Extracted records:
---

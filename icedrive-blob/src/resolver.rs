//! Outbound half of federation: resolves blobs this node does not hold by
//! asking every known peer.
//!
//! A query goes to all peers at once, one task per peer. The first positive
//! answer fills the pending query's reply slot; later answers are dropped,
//! which also closes any transfer session they opened. The caller waits at
//! most `query_timeout` for that first answer.

use std::sync::atomic::{AtomicU64, Ordering};
use std::sync::Arc;
use std::time::Duration;

use anyhow::Context;
use icedrive_net::directory::{PeerDirectory, PeerHandle};
use icedrive_net::framing::{read_frame, write_frame};
use icedrive_net::transport::Transport;
use icedrive_protocol::query::{BlobQuery, BlobQueryResponse, QueryKind, QueryOutcome};
use icedrive_protocol::types::{BlobId, PeerId};

use crate::error::{BlobError, Result};
use crate::pending::{PendingQueries, QueryState};
use crate::remote::RemoteTransfer;
use crate::store::BlobStore;
use crate::transfer::FileTransfer;

/// Default bound on one resolution attempt.
pub const DEFAULT_QUERY_TIMEOUT: Duration = Duration::from_secs(5);

/// Default bound on one remote read.
pub const DEFAULT_READ_TIMEOUT: Duration = Duration::from_secs(10);

/// Timeouts applied to federation traffic.
#[derive(Debug, Clone, Copy)]
pub struct ResolverConfig {
    /// How long to wait for the first positive answer.
    pub query_timeout: Duration,
    /// How long a single chunk of a remote transfer may take.
    pub read_timeout: Duration,
}

impl Default for ResolverConfig {
    fn default() -> Self {
        Self {
            query_timeout: DEFAULT_QUERY_TIMEOUT,
            read_timeout: DEFAULT_READ_TIMEOUT,
        }
    }
}

/// Counters for outbound federation traffic.
#[derive(Debug, Default)]
pub struct FederationMetrics {
    pub queries_sent: AtomicU64,
    pub positive_replies: AtomicU64,
    pub late_replies_discarded: AtomicU64,
    pub peer_failures: AtomicU64,
    pub timeouts: AtomicU64,
    pub resolved: AtomicU64,
}

type StreamsOf<D> = (
    <<D as PeerDirectory>::Transport as Transport>::SendStream,
    <<D as PeerDirectory>::Transport as Transport>::RecvStream,
);

type RemoteSession<D> = RemoteTransfer<
    <<D as PeerDirectory>::Transport as Transport>::SendStream,
    <<D as PeerDirectory>::Transport as Transport>::RecvStream,
>;

type Holder<D> = PeerHandle<<D as PeerDirectory>::Transport>;

/// Resolves blobs across the mesh described by a [`PeerDirectory`].
pub struct FederationResolver<D: PeerDirectory> {
    store: Arc<BlobStore>,
    directory: D,
    config: ResolverConfig,
    downloads: Arc<PendingQueries<RemoteSession<D>>>,
    lookups: Arc<PendingQueries<Holder<D>>>,
    metrics: Arc<FederationMetrics>,
}

impl<D: PeerDirectory> FederationResolver<D> {
    pub fn new(store: Arc<BlobStore>, directory: D, config: ResolverConfig) -> Self {
        Self {
            store,
            directory,
            config,
            downloads: Arc::new(PendingQueries::new()),
            lookups: Arc::new(PendingQueries::new()),
            metrics: Arc::new(FederationMetrics::default()),
        }
    }

    pub fn store(&self) -> &Arc<BlobStore> {
        &self.store
    }

    pub fn directory(&self) -> &D {
        &self.directory
    }

    pub fn config(&self) -> ResolverConfig {
        self.config
    }

    pub fn metrics(&self) -> &FederationMetrics {
        &self.metrics
    }

    /// Number of queries still waiting for an answer.
    pub fn pending(&self) -> usize {
        self.downloads.len() + self.lookups.len()
    }

    /// Open a session over `blob_id`, fetching it from a peer first if it is
    /// not held locally.
    ///
    /// A fetched blob is committed locally with its own link count of one
    /// (or gains a link if a concurrent fetch committed it first).
    pub async fn resolve(&self, blob_id: BlobId) -> Result<FileTransfer> {
        match self.store.download(&blob_id).await {
            Err(BlobError::UnknownBlob(_)) => {}
            local => return local,
        }

        let read_timeout = self.config.read_timeout;
        let (peer, session) = self
            .fan_out(
                &self.downloads,
                blob_id,
                QueryKind::DownloadBlob,
                move |_, (send, recv)| RemoteTransfer::new(send, recv, read_timeout),
            )
            .await?;

        let received = self.store.insert_from_remote(session).await?;
        if received != blob_id {
            tracing::warn!(
                expected = %blob_id,
                actual = %received,
                peer = %peer,
                "peer sent different content than requested"
            );
            self.store.unlink(&received).await?;
            return Err(BlobError::DigestMismatch {
                expected: blob_id,
                actual: received,
            });
        }

        self.metrics.resolved.fetch_add(1, Ordering::Relaxed);
        tracing::info!(blob_id = %blob_id, peer = %peer, "blob resolved from peer");
        self.store.download(&blob_id).await
    }

    /// Find one peer holding `blob_id`.
    pub async fn locate(&self, blob_id: BlobId) -> Result<PeerId> {
        self.locate_holder(blob_id).await.map(|holder| holder.id)
    }

    /// Add a link to `blob_id` on exactly one peer that holds it.
    pub async fn link_remote(&self, blob_id: BlobId) -> Result<PeerId> {
        self.adjust_remote(blob_id, QueryKind::LinkBlob).await
    }

    /// Remove a link from `blob_id` on exactly one peer that holds it.
    pub async fn unlink_remote(&self, blob_id: BlobId) -> Result<PeerId> {
        self.adjust_remote(blob_id, QueryKind::UnlinkBlob).await
    }

    async fn locate_holder(&self, blob_id: BlobId) -> Result<Holder<D>> {
        let (_, holder) = self
            .fan_out(
                &self.lookups,
                blob_id,
                QueryKind::DoesBlobExist,
                |peer: &Holder<D>, _streams| peer.clone(),
            )
            .await?;
        Ok(holder)
    }

    async fn adjust_remote(&self, blob_id: BlobId, kind: QueryKind) -> Result<PeerId> {
        let holder = self.locate_holder(blob_id).await?;
        let query = BlobQuery {
            query_id: self.lookups.next_id(),
            blob_id,
            kind,
        };
        self.metrics.queries_sent.fetch_add(1, Ordering::Relaxed);

        let answer =
            tokio::time::timeout(self.config.query_timeout, ask_peer(&*holder.transport, &query))
                .await;
        match answer {
            Ok(Ok(Some(_))) => {
                tracing::info!(blob_id = %blob_id, peer = %holder.id, kind = ?kind, "remote link count adjusted");
                Ok(holder.id)
            }
            // Reclaimed on the holder between locate and the adjustment.
            Ok(Ok(None)) => Err(BlobError::UnknownBlob(blob_id)),
            Ok(Err(e)) => {
                self.metrics.peer_failures.fetch_add(1, Ordering::Relaxed);
                Err(BlobError::Protocol(format!("peer {}: {e:#}", holder.id)))
            }
            Err(_) => {
                self.metrics.timeouts.fetch_add(1, Ordering::Relaxed);
                Err(BlobError::ResolutionTimeout {
                    blob_id,
                    timeout: self.config.query_timeout,
                })
            }
        }
    }

    /// Send `kind` for `blob_id` to every peer and wait for the first
    /// positive answer, which `wrap` turns into the payload handed back.
    async fn fan_out<P, W>(
        &self,
        registry: &Arc<PendingQueries<P>>,
        blob_id: BlobId,
        kind: QueryKind,
        wrap: W,
    ) -> Result<(PeerId, P)>
    where
        P: Send + 'static,
        W: Fn(&Holder<D>, StreamsOf<D>) -> P + Clone + Send + Sync + 'static,
    {
        let peers = self.directory.list_peers();
        if peers.is_empty() {
            tracing::debug!(blob_id = %blob_id.short(), "no peers to ask");
            return Err(BlobError::UnknownBlob(blob_id));
        }

        let timeout = self.config.query_timeout;
        let (query_id, reply) = registry.register(blob_id, peers.len());
        let _guard = registry.guard(query_id);
        tracing::debug!(
            query_id = %query_id,
            blob_id = %blob_id.short(),
            kind = ?kind,
            peers = peers.len(),
            "fanning out query"
        );

        for peer in peers {
            let query = BlobQuery {
                query_id,
                blob_id,
                kind,
            };
            let registry = Arc::clone(registry);
            let metrics = Arc::clone(&self.metrics);
            let wrap = wrap.clone();
            self.metrics.queries_sent.fetch_add(1, Ordering::Relaxed);

            tokio::spawn(async move {
                let answer =
                    tokio::time::timeout(timeout, ask_peer(&*peer.transport, &query)).await;
                match answer {
                    Ok(Ok(Some(streams))) => {
                        let payload = wrap(&peer, streams);
                        match registry.complete(query_id, peer.id, payload) {
                            Ok(()) => {
                                metrics.positive_replies.fetch_add(1, Ordering::Relaxed);
                            }
                            Err(_late) => {
                                metrics
                                    .late_replies_discarded
                                    .fetch_add(1, Ordering::Relaxed);
                                tracing::debug!(%query_id, peer = %peer.id, "discarding late reply");
                            }
                        }
                    }
                    Ok(Ok(None)) => {
                        tracing::debug!(%query_id, peer = %peer.id, "peer does not hold blob");
                        registry.decline(query_id);
                    }
                    Ok(Err(e)) => {
                        metrics.peer_failures.fetch_add(1, Ordering::Relaxed);
                        tracing::warn!(%query_id, peer = %peer.id, error = %format!("{e:#}"), "peer query failed");
                        registry.decline(query_id);
                    }
                    // Silence is not a decline: the waiter's own deadline
                    // turns it into a timeout, and its guard removes the query.
                    Err(_) => {
                        tracing::debug!(%query_id, peer = %peer.id, "peer did not answer in time");
                    }
                }
            });
        }
        registry.mark_fanned_out(query_id);

        let (state, result) = match tokio::time::timeout(timeout, reply).await {
            Ok(Ok((peer, payload))) => (QueryState::Resolved, Ok((peer, payload))),
            Ok(Err(_)) => (QueryState::Declined, Err(BlobError::UnknownBlob(blob_id))),
            Err(_) => {
                self.metrics.timeouts.fetch_add(1, Ordering::Relaxed);
                (
                    QueryState::TimedOut,
                    Err(BlobError::ResolutionTimeout { blob_id, timeout }),
                )
            }
        };
        tracing::debug!(%query_id, blob_id = %blob_id.short(), ?state, "query finished");
        result
    }
}

/// Send one query on a fresh stream to `transport`.
///
/// Returns the stream halves when the peer answered positively, `None` when
/// it does not hold the blob.
async fn ask_peer<T: Transport>(
    transport: &T,
    query: &BlobQuery,
) -> anyhow::Result<Option<(T::SendStream, T::RecvStream)>> {
    let (mut send, mut recv) = transport
        .open_bi_stream()
        .await
        .context("failed to open query stream")?;
    write_frame(&mut send, query)
        .await
        .context("failed to send query")?;
    let response: BlobQueryResponse = read_frame(&mut recv)
        .await
        .context("failed to read query response")?
        .context("peer closed the stream without answering")?;

    if response.query_id != query.query_id {
        anyhow::bail!(
            "response for {} arrived on the stream of {}",
            response.query_id,
            query.query_id
        );
    }
    if response.answers(query) {
        return Ok(Some((send, recv)));
    }
    match response.outcome {
        QueryOutcome::UnknownBlob => Ok(None),
        QueryOutcome::Failed { reason } => anyhow::bail!("peer failed the query: {reason}"),
        other => anyhow::bail!("unexpected answer {other:?} to {:?}", query.kind),
    }
}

---

- _Directions for this task_
From the data above, copy each line where the string "warn" appears.

- _Output for this task_
            tracing::warn!(
                        tracing::warn!(%query_id, peer = %peer.id, error = %format!("{e:#}"), "peer query failed");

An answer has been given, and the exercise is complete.